- [GIVEN RECORDS]:
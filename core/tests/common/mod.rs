//! Builders shared by the integration tests.
#![allow(dead_code)]

use tickscope_core::{
    event::GameState,
    snapshot::{ActorKind, ActorSnapshot, LocalActor, ProjectileView, TickSnapshot},
    types::{ActorHandle, Cycle, Tick, WorldPoint, NONE_ID},
};

pub const LOCAL: ActorHandle = 1;

pub fn init_logging() {
    let _ = env_logger::builder().is_test(true).try_init();
}

pub fn player(handle: ActorHandle, name: &str) -> ActorSnapshot {
    ActorSnapshot {
        handle,
        kind: ActorKind::Player,
        name: name.to_string(),
        animation: NONE_ID,
        graphic: NONE_ID,
        interacting: None,
    }
}

pub fn npc(handle: ActorHandle, name: &str, id: i32) -> ActorSnapshot {
    ActorSnapshot {
        handle,
        kind: ActorKind::NonPlayer { id },
        name: name.to_string(),
        animation: NONE_ID,
        graphic: NONE_ID,
        interacting: None,
    }
}

pub fn local_at(x: i32, y: i32) -> LocalActor {
    LocalActor {
        actor: player(LOCAL, "Tester"),
        position: WorldPoint::new(x, y, 0),
    }
}

/// An idle local actor standing at (3200, 3200, 0).
pub fn idle_tick(tick: Tick) -> TickSnapshot {
    TickSnapshot {
        tick,
        cycle: tick as Cycle * 30,
        game_state: Some(GameState::LoggedIn),
        local: Some(local_at(3200, 3200)),
        interacting: None,
        projectiles: Vec::new(),
        graphics_objects: Vec::new(),
    }
}

pub fn projectile(id: i32, start_cycle: Cycle) -> ProjectileView {
    ProjectileView {
        id,
        start_height: 43,
        end_height: 31,
        slope: 16,
        remaining_cycles: 51,
        start_x: 6464,
        start_y: 6528,
        start_cycle,
    }
}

- [WHAT THE TASK REQUIRES]: Return the full listing. Keep each line exactly as it stands.

- [REPLY]:
filename core/tests/common/mod.rs
//! Builders shared by the integration tests.
#![allow(dead_code)]

use tickscope_core::{
    event::GameState,
    snapshot::{ActorKind, ActorSnapshot, LocalActor, ProjectileView, TickSnapshot},
    types::{ActorHandle, Cycle, Tick, WorldPoint, NONE_ID},
};

pub const LOCAL: ActorHandle = 1;

pub fn init_logging() {
    let _ = env_logger::builder().is_test(true).try_init();
}

pub fn player(handle: ActorHandle, name: &str) -> ActorSnapshot {
    ActorSnapshot {
        handle,
        kind: ActorKind::Player,
        name: name.to_string(),
        animation: NONE_ID,
        graphic: NONE_ID,
        interacting: None,
    }
}

pub fn npc(handle: ActorHandle, name: &str, id: i32) -> ActorSnapshot {
    ActorSnapshot {
        handle,
        kind: ActorKind::NonPlayer { id },
        name: name.to_string(),
        animation: NONE_ID,
        graphic: NONE_ID,
        interacting: None,
    }
}

pub fn local_at(x: i32, y: i32) -> LocalActor {
    LocalActor {
        actor: player(LOCAL, "Tester"),
        position: WorldPoint::new(x, y, 0),
    }
}

/// An idle local actor standing at (3200, 3200, 0).
pub fn idle_tick(tick: Tick) -> TickSnapshot {
    TickSnapshot {
        tick,
        cycle: tick as Cycle * 30,
        game_state: Some(GameState::LoggedIn),
        local: Some(local_at(3200, 3200)),
        interacting: None,
        projectiles: Vec::new(),
        graphics_objects: Vec::new(),
    }
}

pub fn projectile(id: i32, start_cycle: Cycle) -> ProjectileView {
    ProjectileView {
        id,
        start_height: 43,
        end_height: 31,
        slope: 16,
        remaining_cycles: 51,
        start_x: 6464,
        start_y: 6528,
        start_cycle,
    }
}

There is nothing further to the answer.